Arts Educational Schools, Londres • 28.1.12 à 15h
Musique et lyrics : Mel Brooks. Livret : Mel Brooks et Thomas Meehan, d’après le film de 1968 écrit et réalisé par Mel Brooks.
Mise en scène : Russell Labey. Chorégraphie : Drew McOnie. Direction musicale : Caroline Humphris. Avec Matthew Corner (Max Bialystock), Piers Bate (Leo Bloom), Melissa James (Ulla), Simon Bamforth (Franz Liebkind), Lewis Kirk (Roger DeBris), Robbie Boyle (Carmen Ghia), …
C’est la deuxième fois que je vois un spectacle dans cette école d’arts de la scène (après un Grand Hotel mémorable) et la deuxième fois que j’en ressors soufflé par autant de talent.
The Producers n’est pourtant pas une pièce facile à monter : outre les exigences techniques liées à la taille de l’œuvre, il faut deux comédiens particulièrement solides pour tenir les deux rôles principaux, qui sont très exigeants.
Défi relevé haut la main par des étudiants de dernière année, manifestement prêts à s’embarquer pour une carrière professionnelle. Si la mise en scène et la chorégraphie s’inspirent parfois du travail de Susan Stroman, la conceptrice de la production originelle, elles savent aussi se distinguer par de multiples trouvailles. Le décor de Colin Mayes, avec ses lettres lumineuses de grande taille, est superbe… et il s’adapte très bien (et avec beaucoup d’humour) aux situations successives de la pièce. Une plate-forme surélevée au milieu de la fosse d’orchestre permet de prolonger la scène et de créer à plusieurs reprises des effets très originaux.
Je suis encore sidéré par un mouvement créé sans doute par le chorégraphe Drew McOnie, qui montre Ulla descendre du bureau sur lequel elle est perchée en glissant sans difficulté apparente sur le dos d’un personnage penché sur le bureau.

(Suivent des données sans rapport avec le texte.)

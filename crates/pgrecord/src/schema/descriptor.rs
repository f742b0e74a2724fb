use crate::value::{Row, Value, ValueKind};
use serde::{Deserialize, Serialize};
use std::fmt;

/// Generic data type of a column.
#[derive(Debug, Clone, Copy, PartialEq, Eq, Hash, Serialize, Deserialize)]
#[serde(rename_all = "snake_case")]
pub enum DataType {
    String,
    Integer,
    Double,
    Boolean,
    Array,
}

impl DataType {
    pub fn as_str(&self) -> &'static str {
        match self {
            Self::String => "string",
            Self::Integer => "integer",
            Self::Double => "double",
            Self::Boolean => "boolean",
            Self::Array => "array",
        }
    }

    /// Whether a runtime value agrees with this type.
    ///
    /// `null` is accepted everywhere; nullability is the storage layer's call. Integers are
    /// valid doubles, and JSON objects count as arrays.
    pub fn accepts(&self, value: &Value) -> bool {
        match (self, ValueKind::of(value)) {
            (_, ValueKind::Null) => true,
            (Self::String, ValueKind::String) => true,
            (Self::Integer, ValueKind::Integer) => true,
            (Self::Double, ValueKind::Integer | ValueKind::Double) => true,
            (Self::Boolean, ValueKind::Boolean) => true,
            (Self::Array, ValueKind::Array | ValueKind::Object) => true,
            _ => false,
        }
    }
}

/// `'text'::type` -> `text`; anything else unchanged.
fn unwrap_cast(expr: &str) -> &str {
    let expr = expr.trim();
    let head = match expr.find("::") {
        Some(pos) => &expr[..pos],
        None => expr,
    };
    head.strip_prefix('\'')
        .and_then(|s| s.strip_suffix('\''))
        .unwrap_or(head)
}

impl fmt::Display for DataType {
    fn fmt(&self, f: &mut fmt::Formatter<'_>) -> fmt::Result {
        f.write_str(self.as_str())
    }
}

/// Introspected column default.
#[derive(Debug, Clone, PartialEq, Default, Serialize, Deserialize)]
#[serde(rename_all = "snake_case", tag = "kind", content = "value")]
pub enum DefaultValue {
    /// No default (or an explicit `NULL` default).
    #[default]
    Unset,
    /// The storage engine stamps the current time.
    CurrentTimestamp,
    /// A literal default, verbatim.
    Literal(Value),
}

impl DefaultValue {
    pub fn is_unset(&self) -> bool {
        matches!(self, Self::Unset)
    }
}

/// Immutable description of one column.
#[derive(Debug, Clone, PartialEq, Serialize, Deserialize)]
pub struct SchemaDescriptor {
    column: String,
    data_type: DataType,
    default_value: DefaultValue,
    nullable: bool,
    auto_increment: bool,
    unique: bool,
}

impl SchemaDescriptor {
    /// A nullable, non-unique column with no default.
    pub fn new(column: impl Into<String>, data_type: DataType) -> Self {
        Self {
            column: column.into(),
            data_type,
            default_value: DefaultValue::Unset,
            nullable: true,
            auto_increment: false,
            unique: false,
        }
    }

    pub fn column(&self) -> &str {
        &self.column
    }

    pub fn data_type(&self) -> DataType {
        self.data_type
    }

    pub fn default_value(&self) -> &DefaultValue {
        &self.default_value
    }

    pub fn is_nullable(&self) -> bool {
        self.nullable
    }

    pub fn is_auto_increment(&self) -> bool {
        self.auto_increment
    }

    pub fn is_unique(&self) -> bool {
        self.unique
    }

    #[must_use]
    pub fn with_column(&self, column: impl Into<String>) -> Self {
        Self {
            column: column.into(),
            ..self.clone()
        }
    }

    #[must_use]
    pub fn with_data_type(&self, data_type: DataType) -> Self {
        Self {
            data_type,
            ..self.clone()
        }
    }

    #[must_use]
    pub fn with_default_value(&self, default_value: DefaultValue) -> Self {
        Self {
            default_value,
            ..self.clone()
        }
    }

    #[must_use]
    pub fn with_nullable(&self, nullable: bool) -> Self {
        Self {
            nullable,
            ..self.clone()
        }
    }

    #[must_use]
    pub fn with_auto_increment(&self, auto_increment: bool) -> Self {
        Self {
            auto_increment,
            ..self.clone()
        }
    }

    #[must_use]
    pub fn with_unique(&self, unique: bool) -> Self {
        Self {
            unique,
            ..self.clone()
        }
    }

    /// Starting entry value for a fresh record.
    ///
    /// Literal defaults arrive as text; they are converted to the column's type when the text
    /// parses (`'0'` for an integer column becomes `0`), with PostgreSQL casts such as
    /// `'draft'::character varying` unwrapped. Everything else starts as `null`.
    pub fn default_entry(&self) -> Value {
        let literal = match &self.default_value {
            DefaultValue::Literal(Value::String(text)) => unwrap_cast(text),
            DefaultValue::Literal(other) => return other.clone(),
            DefaultValue::Unset | DefaultValue::CurrentTimestamp => return Value::Null,
        };

        let parsed = match self.data_type {
            DataType::String => None,
            DataType::Integer => literal.parse::<i64>().ok().map(Value::from),
            DataType::Double => literal.parse::<f64>().ok().map(Value::from),
            DataType::Boolean => match literal.to_ascii_lowercase().as_str() {
                "true" | "t" | "1" => Some(Value::Bool(true)),
                "false" | "f" | "0" => Some(Value::Bool(false)),
                _ => None,
            },
            DataType::Array => serde_json::from_str(literal).ok(),
        };
        parsed.unwrap_or_else(|| Value::from(literal))
    }

    /// Whether an insert must supply this column: no default and not nullable.
    pub fn is_required(&self) -> bool {
        self.default_value.is_unset() && !self.nullable && !self.auto_increment
    }

    /// Flat key/value view, in a fixed key order.
    pub fn to_map(&self) -> Row {
        let default = match &self.default_value {
            DefaultValue::Unset => Value::Null,
            DefaultValue::CurrentTimestamp => Value::from("CURRENT_TIMESTAMP"),
            DefaultValue::Literal(value) => value.clone(),
        };

        let mut map = Row::new();
        map.insert("column".into(), Value::from(self.column.clone()));
        map.insert("data_type".into(), Value::from(self.data_type.as_str()));
        map.insert("default".into(), default);
        map.insert("nullable".into(), Value::from(self.nullable));
        map.insert("auto_increment".into(), Value::from(self.auto_increment));
        map.insert("unique".into(), Value::from(self.unique));
        map
    }
}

Il reste, bien sûr, des maladresses… comme l’erreur de donner une canne à Leo dès le début de “I Want to Be a Producer”… ou l’effet comique manqué en ne ménageant pas de pause avant le lyric “It’s the worst show in town” dans le numéro d’ouverture. C’est aussi vraiment une très mauvaise idée d’avoir coupé le grand “numéro de onze heures” de Max, “Betrayed”. Cela affaiblit considérablement la fin du spectacle.
À part la forme de cabotinage très particulière de Matthew Corner, qui incarne le personnage principal, Max, et qui peut ne pas être du goût de tout le monde, c’est peu de dire que les comédiens font tous l’unanimité. Un régal.